Banking on Wilberforce
By Jenn Watt
June 21, 2016
When you talk to Scotiabank spokeswoman Heather Armstrong, it’s clear that the bank’s decision to leave the communities of Wilberforce and Maynooth is a done deal.
The banking industry is changing rapidly thanks to the Internet and customers’ desire to do banking from their cellphones or computers.

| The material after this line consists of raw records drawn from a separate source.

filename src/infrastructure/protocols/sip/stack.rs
//! Async driver of a [`Provider`]
//!
//! The stack owns the provider and is the only task that touches it.
//! Transports, resolver completions, timers and application commands all
//! reach it through one loop, so the engine itself never locks.

use super::message::SipMessage;
use super::provider::Provider;
use super::resolver::Resolver;
use crate::domain::shared::error::SipError;
use crate::domain::shared::value_objects::{ChannelKey, ResolveToken};
use futures::future::BoxFuture;
use futures::stream::{FuturesUnordered, StreamExt};
use futures::FutureExt;
use std::net::SocketAddr;
use std::sync::Arc;
use tokio::sync::{mpsc, oneshot};
use tokio::time::sleep_until;
use tracing::{debug, info};

pub type Command = Box<dyn FnOnce(&mut Provider) + Send>;

/// Everything the loop reacts to besides timers
pub enum StackInput {
    Received {
        channel: ChannelKey,
        message: SipMessage,
    },
    ChannelError {
        channel: ChannelKey,
        reason: String,
    },
    ChannelDisconnected(ChannelKey),
    /// Closure run against the provider on the loop
    Command(Command),
}

type Resolution = BoxFuture<'static, (ResolveToken, Result<Vec<SocketAddr>, SipError>)>;

/// Cloneable access to a running stack
#[derive(Clone)]
pub struct StackHandle {
    inputs: mpsc::Sender<StackInput>,
}

impl StackHandle {
    /// Run `f` on the loop and return its result
    pub async fn call<F, R>(&self, f: F) -> Result<R, SipError>
    where
        F: FnOnce(&mut Provider) -> R + Send + 'static,
        R: Send + 'static,
    {
        let (tx, rx) = oneshot::channel();
        let command: Command = Box::new(move |provider| {
            if tx.send(f(provider)).is_err() {
                debug!("Command caller went away before its result");
            }
        });
        self.inputs
            .send(StackInput::Command(command))
            .await
            .map_err(|_| SipError::Internal("Stack loop stopped".to_string()))?;
        rx.await
            .map_err(|_| SipError::Internal("Stack loop dropped the command".to_string()))
    }

    /// Queue for transports feeding the loop
    pub fn sender(&self) -> mpsc::Sender<StackInput> {
        self.inputs.clone()
    }
}

pub struct Stack {
    provider: Provider,
    resolver: Arc<dyn Resolver>,
    inputs: mpsc::Receiver<StackInput>,
}

impl Stack {
    /// The loop runs until every handle and sender is dropped
    pub fn new(provider: Provider, resolver: Arc<dyn Resolver>) -> (Self, StackHandle) {
        let (tx, rx) = mpsc::channel(1000);
        let stack = Self {
            provider,
            resolver,
            inputs: rx,
        };
        (stack, StackHandle { inputs: tx })
    }

    pub fn provider(&self) -> &Provider {
        &self.provider
    }

    pub fn provider_mut(&mut self) -> &mut Provider {
        &mut self.provider
    }

    pub async fn run(mut self) -> Provider {
        info!("SIP stack loop started");
        let mut resolutions: FuturesUnordered<Resolution> = FuturesUnordered::new();

        loop {
            for request in self.provider.take_resolve_requests() {
                let resolver = self.resolver.clone();
                resolutions.push(
                    async move {
                        let result = resolver.resolve(&request.host, request.port).await;
                        (request.token, result)
                    }
                    .boxed(),
                );
            }
            let deadline = self.provider.next_timer_deadline();

            tokio::select! {
                input = self.inputs.recv() => match input {
                    Some(input) => self.dispatch(input),
                    None => break,
                },
                Some((token, result)) = resolutions.next(), if !resolutions.is_empty() => {
                    self.provider.on_resolved(token, result);
                }
                _ = async {
                    if let Some(deadline) = deadline {
                        sleep_until(deadline).await;
                    }
                }, if deadline.is_some() => {
                    self.provider.poll_timers();
                }
            }
        }

        info!("SIP stack loop stopped");
        self.provider
    }

    fn dispatch(&mut self, input: StackInput) {
        match input {
            StackInput::Received { channel, message } => {
                debug!("Received message on {}", channel);
                self.provider.on_message_received(channel, message);
            }
            StackInput::ChannelError { channel, reason } => {
                self.provider.on_channel_error(channel, &reason);
            }
            StackInput::ChannelDisconnected(channel) => {
                self.provider.on_channel_disconnected(channel);
            }
            StackInput::Command(command) => command(&mut self.provider),
        }
    }
}

#[cfg(test)]
mod tests {
    use super::super::builder::RequestBuilder;
    use super::super::channel::testing::RecordingFactory;
    use super::super::event::SipEvent;
    use super::super::message::SipRequest;
    use super::*;
    use crate::config::Config;
    use crate::domain::shared::value_objects::SipMethod;
    use async_trait::async_trait;
    use std::time::Duration;

    struct FixedResolver(SocketAddr);

    #[async_trait]
    impl Resolver for FixedResolver {
        async fn resolve(&self, _host: &str, _port: u16) -> Result<Vec<SocketAddr>, SipError> {
            Ok(vec![self.0])
        }
    }

    fn options(target: &str) -> SipRequest {
        RequestBuilder::new(SipMethod::Options, target)
            .from("sip:alice@example.com")
            .build()
            .unwrap()
    }

    #[tokio::test(start_paused = true)]
    async fn test_loop_fires_transaction_timers() {
        let (factory, wire) = RecordingFactory::new();
        let (provider, mut events) = Provider::new(Config::default(), Box::new(factory));
        let resolver = Arc::new(FixedResolver("192.0.2.30:5060".parse().unwrap()));
        let (stack, handle) = Stack::new(provider, resolver);
        tokio::spawn(stack.run());

        let key = handle
            .call(|p| {
                let key = p.create_client_transaction(options("sip:bob@192.0.2.30"))?;
                p.send_request(&key)?;
                Ok::<_, SipError>(key)
            })
            .await
            .unwrap()
            .unwrap();

        match events.recv().await {
            Some(SipEvent::Timeout { transaction }) => assert_eq!(transaction, key),
            other => panic!("expected timeout, got {:?}", other),
        }
        // initial send plus Timer E retransmissions within 64*T1
        assert_eq!(wire.lock().unwrap().sent.len(), 11);
    }

    #[tokio::test(start_paused = true)]
    async fn test_loop_resolves_before_sending() {
        let (factory, wire) = RecordingFactory::new();
        let (provider, _events) = Provider::new(Config::default(), Box::new(factory));
        let resolver = Arc::new(FixedResolver("192.0.2.31:5060".parse().unwrap()));
        let (stack, handle) = Stack::new(provider, resolver);
        tokio::spawn(stack.run());

        handle
            .call(|p| {
                let key = p.create_client_transaction(options("sip:bob@registrar.test"))?;
                p.send_request(&key)
            })
            .await
            .unwrap()
            .unwrap();

        for _ in 0..10 {
            if !wire.lock().unwrap().sent.is_empty() {
                break;
            }
            tokio::time::sleep(Duration::from_millis(1)).await;
        }
        assert_eq!(wire.lock().unwrap().sent.len(), 1);
    }

    #[tokio::test]
    async fn test_abandoned_call_keeps_loop_running() {
        let (factory, _wire) = RecordingFactory::new();
        let (provider, _events) = Provider::new(Config::default(), Box::new(factory));
        let resolver = Arc::new(FixedResolver("127.0.0.1:5060".parse().unwrap()));
        let (stack, handle) = Stack::new(provider, resolver);
        tokio::spawn(stack.run());

        let mut abandoned = Box::pin(handle.call(|p| p.config().sip.bind_port));
        assert!(futures::poll!(abandoned.as_mut()).is_pending());
        drop(abandoned);

        let port = handle.call(|p| p.config().sip.bind_port).await.unwrap();
        assert_eq!(port, Config::default().sip.bind_port);
    }

    #[tokio::test]
    async fn test_loop_stops_when_handles_drop() {
        let (factory, _wire) = RecordingFactory::new();
        let (provider, _events) = Provider::new(Config::default(), Box::new(factory));
        let resolver = Arc::new(FixedResolver("127.0.0.1:5060".parse().unwrap()));
        let (stack, handle) = Stack::new(provider, resolver);
        let task = tokio::spawn(stack.run());
        drop(handle);
        let provider = task.await.unwrap();
        assert_eq!(provider.config().sip.bind_port, Config::default().sip.bind_port);
    }
}
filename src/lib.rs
//! sipflow - SIP transaction, dialog and refresher engine
//!
//! A single-threaded [`Provider`](infrastructure::protocols::sip::Provider)
//! owns every transaction, dialog and refresher. It is driven by an async
//! [`Stack`](infrastructure::protocols::sip::Stack) loop fed by transports,
//! resolvers and timers, and reports to the application through
//! [`SipEvent`](infrastructure::protocols::sip::SipEvent)s.

pub mod config;
pub mod domain;
pub mod infrastructure;

// Re-export commonly used types
pub use domain::shared::error::SipError;
pub use domain::shared::result::Result;
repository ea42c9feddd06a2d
//! Protocol implementations

pub mod sip;
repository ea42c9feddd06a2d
//! SIP transport layer - UDP channels feeding the stack loop

use super::channel::{Channel, ChannelFactory};
use super::message::SipMessage;
use super::stack::StackInput;
use crate::domain::shared::error::SipError;
use crate::domain::shared::value_objects::{ChannelKey, TransportProtocol};
use std::net::SocketAddr;
use std::sync::Arc;
use tokio::net::UdpSocket;
use tokio::sync::mpsc;
use tokio::task::JoinHandle;
use tracing::{debug, error, info, warn};

/// One UDP peer behind the shared socket
pub struct UdpChannel {
    socket: Arc<UdpSocket>,
    peer: SocketAddr,
}

impl Channel for UdpChannel {
    fn send(&mut self, message: &SipMessage) -> Result<(), SipError> {
        let data = message.to_bytes();
        debug!("Sending {} bytes to {} via UDP", data.len(), self.peer);
        self.socket
            .try_send_to(&data, self.peer)
            .map_err(|e| SipError::TransportError(format!("Failed to send UDP packet: {}", e)))?;
        Ok(())
    }

    fn is_reliable(&self) -> bool {
        false
    }
}

/// Opens UDP channels on a bound socket
pub struct UdpChannelFactory {
    socket: Arc<UdpSocket>,
}

impl UdpChannelFactory {
    pub fn new(socket: Arc<UdpSocket>) -> Self {
        Self { socket }
    }
}

impl ChannelFactory for UdpChannelFactory {
    fn open(&mut self, key: &ChannelKey, addr: SocketAddr) -> Result<Box<dyn Channel>, SipError> {
        if key.transport != TransportProtocol::Udp {
            return Err(SipError::ChannelUnavailable(format!(
                "No {} transport configured",
                key.transport
            )));
        }
        Ok(Box::new(UdpChannel {
            socket: self.socket.clone(),
            peer: addr,
        }))
    }
}

/// UDP transport implementation
pub struct UdpTransport {
    socket: Arc<UdpSocket>,
    receiver: Option<JoinHandle<()>>,
}

impl UdpTransport {
    pub async fn bind(bind_addr: SocketAddr) -> Result<Self, SipError> {
        info!("Starting UDP transport on {}", bind_addr);
        let socket = UdpSocket::bind(bind_addr)
            .await
            .map_err(|e| SipError::TransportError(format!("Failed to bind UDP socket: {}", e)))?;
        let local = socket.local_addr()?;
        info!("UDP transport listening on {}", local);
        Ok(Self {
            socket: Arc::new(socket),
            receiver: None,
        })
    }

    pub fn local_addr(&self) -> Result<SocketAddr, SipError> {
        Ok(self.socket.local_addr()?)
    }

    pub fn channel_factory(&self) -> UdpChannelFactory {
        UdpChannelFactory::new(self.socket.clone())
    }

    /// Start the receive loop in the background
    pub fn start(&mut self, inputs: mpsc::Sender<StackInput>) {
        let socket = self.socket.clone();
        self.receiver = Some(tokio::spawn(async move {
            Self::receive_loop(socket, inputs).await;
        }));
    }

    pub fn stop(&mut self) {
        if let Some(handle) = self.receiver.take() {
            info!("Stopping UDP transport");
            handle.abort();
        }
    }

    async fn receive_loop(socket: Arc<UdpSocket>, inputs: mpsc::Sender<StackInput>) {
        let mut buf = vec![0u8; 65535];

        loop {
            match socket.recv_from(&mut buf).await {
                Ok((size, source)) => {
                    debug!("Received {} bytes from {} via UDP", size, source);
                    let channel = ChannelKey::from_addr(TransportProtocol::Udp, source);

                    match SipMessage::parse(&buf[..size]) {
                        Ok(message) => {
                            if inputs
                                .send(StackInput::Received { channel, message })
                                .await
                                .is_err()
                            {
                                debug!("Stack loop gone, stopping UDP receive loop");
                                break;
                            }
                        }
                        Err(e) => {
                            warn!("Failed to parse SIP message from {}: {}", source, e);
                        }
                    }
                }
                Err(e) => {
                    // ICMP port unreachable surfaces here on some platforms
                    error!("Failed to receive UDP packet: {}", e);
                }
            }
        }
    }
}

impl Drop for UdpTransport {
    fn drop(&mut self) {
        self.stop();
    }
}

#[cfg(test)]
mod tests {
    use super::*;
    use crate::infrastructure::protocols::sip::message::{SipHeaders, SipResponse};

    #[tokio::test]
    async fn test_udp_channel_round_trip() {
        let mut transport = UdpTransport::bind("127.0.0.1:0".parse().unwrap())
            .await
            .unwrap();
        let local = transport.local_addr().unwrap();
        let (tx, mut rx) = mpsc::channel(8);
        transport.start(tx);

        let mut factory = transport.channel_factory();
        let key = ChannelKey::from_addr(TransportProtocol::Udp, local);
        let mut channel = factory.open(&key, local).unwrap();
        assert!(!channel.is_reliable());

        let mut response = SipResponse::build(200);
        response.push_header("Via", "SIP/2.0/UDP 127.0.0.1;branch=z9hG4bKudp");
        response.push_header("From", "<sip:a@example.com>;tag=1");
        response.push_header("To", "<sip:b@example.com>;tag=2");
        response.push_header("Call-ID", "udp-test");
        response.push_header("CSeq", "1 OPTIONS");
        response.push_header("Content-Length", "0");
        channel.send(&SipMessage::Response(response)).unwrap();

        match rx.recv().await {
            Some(StackInput::Received { channel, message }) => {
                assert_eq!(channel, key);
                assert!(message.is_response());
            }
            _ => panic!("expected a received message"),
        }
    }

    #[tokio::test]
    async fn test_factory_rejects_other_transports() {
        let transport = UdpTransport::bind("127.0.0.1:0".parse().unwrap())
            .await
            .unwrap();
        let mut factory = transport.channel_factory();
        let key = ChannelKey::new(TransportProtocol::Tcp, "127.0.0.1", 5060);
        let result = factory.open(&key, "127.0.0.1:5060".parse().unwrap());
        assert!(matches!(result, Err(SipError::ChannelUnavailable(_))));
    }
}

Branches are becoming less frequented as people choose the convenience of a computer screen over the personal touch of a teller.
In May, Scotiabank made headlines when it announced it would be closing between four and five per cent of its branches and making other changes to account for the fact that 80 per cent of transactions in Canada are taking place outside of the branch.
“Bank of Nova Scotia cut 650 positions from its Canadian banking and wealth divisions and expects to close as many as 50 branches over the next two years, as it seeks to become a more efficient, digitally focused operation,” wrote The Globe and Mail in a May 31 article.
So when the bank announces it’s leaving hamlets like Wilberforce, it seems there is no chance of walking that decision back.
But Wilberforce is a feisty community and they’re passionate about keeping their main street vibrant. They’re organizing. They’re brainstorming. They’re thinking creatively.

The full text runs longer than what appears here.